“I dropped my glamour, which keeps people from jumping straight to peeing themselves in flight-mode terror. You put up one most of the time, too, or aren’t you aware?”
“Glamour? Like something vampires do to compel people to do their bidding?” He didn’t seem as certifiably crazy as that sounded. “I think you’ve watched one too many episodes ofTrue Blood.”
He just smirked. “You want me to look at your head and see if you have an injury or not?”
She nodded.
This time when his broad fingers reached into her hair, she didn’t duck away. He probed around the sensitized skin of her skull, which didn’t hurt. He removed her hands away from shielding against the light to examine her eyes. “No obvious trauma, but your eyes are dilated, which is why the light bothers you. I think you were drugged.”
“I thought so. Maybe when it wears off, I’ll remember?”
“Maybe.” That didn’t sound reassuring.
“When I woke up, I was given information on a drug called Blackout. You think it could be that?”
“Never heard of it.”
“Word online says it’s some sort of new military-grade amnesia drug, and there might be an antidote.”

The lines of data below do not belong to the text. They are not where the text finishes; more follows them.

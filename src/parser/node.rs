//! Node.js (npm/yarn) version requirement parser
//!
//! Handles version formats:
//! - Exact: `1.2.3`, `=1.2.3`
//! - Caret: `^1.2.3`
//! - Tilde: `~1.2.3`
//! - Comparison: `>=1.2.3`, `>1.2.3`, `<=1.2.3`, `<1.2.3`
//! - Wildcard: `*`, `1.x`, `1.2.*`
//! - Range: `>=1.0.0 <2.0.0`, `1.0.0 - 2.0.0`, `^1 || ^2`
//!
//! Git URLs, tarballs, `file:`/`npm:` aliases and dist-tags are not versions.

use crate::domain::{Ecosystem, VersionSpec, VersionSpecKind};
use crate::parser::{parse_requirement, VersionParser};

/// Node.js version requirement parser
pub struct NodeVersionParser;

const OPERATORS: &[(&str, VersionSpecKind)] = &[
    ("^", VersionSpecKind::Caret),
    ("~", VersionSpecKind::Tilde),
    (">=", VersionSpecKind::GreaterOrEqual),
    (">", VersionSpecKind::Greater),
    ("<=", VersionSpecKind::LessOrEqual),
    ("<", VersionSpecKind::Less),
    ("=", VersionSpecKind::Exact),
];

impl VersionParser for NodeVersionParser {
    fn parse(&self, version_str: &str) -> Option<VersionSpec> {
        let trimmed = version_str.trim();
        if trimmed.contains([':', '/', '#']) {
            return None;
        }
        parse_requirement(trimmed, OPERATORS, VersionSpecKind::Exact)
    }

    fn ecosystem(&self) -> Ecosystem {
        Ecosystem::NpmAndYarn
    }
}

#[cfg(test)]
mod tests {
    use super::*;

    fn parse(s: &str) -> Option<VersionSpec> {
        NodeVersionParser.parse(s)
    }

    #[test]
    fn test_parse_exact_version() {
        let spec = parse("1.2.3").unwrap();
        assert_eq!(spec.kind, VersionSpecKind::Exact);
        assert_eq!(spec.version, "1.2.3");
        assert_eq!(spec.prefix, None);
    }

    #[test]
    fn test_parse_caret_version() {
        let spec = parse("^1.2.3").unwrap();
        assert_eq!(spec.kind, VersionSpecKind::Caret);
        assert_eq!(spec.prefix.as_deref(), Some("^"));
        assert_eq!(spec.format_updated("1.3.0"), "^1.3.0");
    }

    #[test]
    fn test_parse_tilde_version() {
        let spec = parse("~1.2.3").unwrap();
        assert_eq!(spec.kind, VersionSpecKind::Tilde);
    }

    #[test]
    fn test_parse_explicit_exact() {
        let spec = parse("=2.0.0").unwrap();
        assert_eq!(spec.kind, VersionSpecKind::Exact);
        assert_eq!(spec.format_updated("3.0.0"), "=3.0.0");
    }

    #[test]
    fn test_parse_comparisons() {
        assert_eq!(parse(">=1.0.0").unwrap().kind, VersionSpecKind::GreaterOrEqual);
        assert_eq!(parse(">1.0.0").unwrap().kind, VersionSpecKind::Greater);
        assert_eq!(parse("<=1.0.0").unwrap().kind, VersionSpecKind::LessOrEqual);
        assert_eq!(parse("<1.0.0").unwrap().kind, VersionSpecKind::Less);
    }

    #[test]
    fn test_parse_prerelease() {
        let spec = parse("^6.0.0-beta.1").unwrap();
        assert_eq!(spec.version, "6.0.0-beta.1");
    }

    #[test]
    fn test_parse_wildcards() {
        assert_eq!(parse("*").unwrap().kind, VersionSpecKind::Wildcard);
        assert_eq!(parse("1.x").unwrap().kind, VersionSpecKind::Wildcard);
        assert_eq!(parse("1.2.*").unwrap().kind, VersionSpecKind::Wildcard);
    }

    #[test]
    fn test_parse_ranges() {
        let spec = parse(">=1.0.0 <2.0.0").unwrap();
        assert_eq!(spec.kind, VersionSpecKind::Range);
        assert_eq!(spec.version, "1.0.0");
        assert!(spec.admits("1.9.9"));

        assert_eq!(parse("1.0.0 - 2.0.0").unwrap().kind, VersionSpecKind::Range);
        assert_eq!(parse("^1.0.0 || ^2.0.0").unwrap().kind, VersionSpecKind::Range);
    }

    #[test]
    fn test_parse_non_versions() {
        assert!(parse("latest").is_none());
        assert!(parse("github:user/repo").is_none());
        assert!(parse("file:../lib").is_none());
        assert!(parse("git+https://github.com/user/repo.git#v1.0.0").is_none());
        assert!(parse("").is_none());
    }
}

“Who gave you that information?” With a single finger, he touched her jaw, tracing its edge with a fine tremor in his digit. “Was it the person who drugged you and sent you to the club?”
She stopped breathing, hypnotized by the slow-moving touch. Lips parted and mouth parched, she barely managed a small nod in reply. No words came to her as she envisioned him easing the throbbing that pulsated between her legs for him.
“The website is probably bogus.” His finger trekked down her neck toward— He fisted his hand and pulled it away. He tugged in a rough breath. “Where’d you get the lighter?”
“I woke up with it.”
“You flicked it twice. How did you know to do that?”
She pressed her fingers against her eyelids, which did a bit to alleviate the renewed head pain when she thought of the lighter. “The message said if you tried to kill me to flick it twice.”
“A message? It said twice?” His eyebrows rose. His face seemed to lose color.
“Twice.” She patted the cell phone in her top. “It said to get you out of the subbasement before the timer hit zero, or I’d never remember anything. Maybe I didn’t get my memories back because I didn’t get you out in time. I suspect they wanted you to leave the club before all that chaos broke out, which means either someone saw into the future—impossible—or someone initiated the whole thing.”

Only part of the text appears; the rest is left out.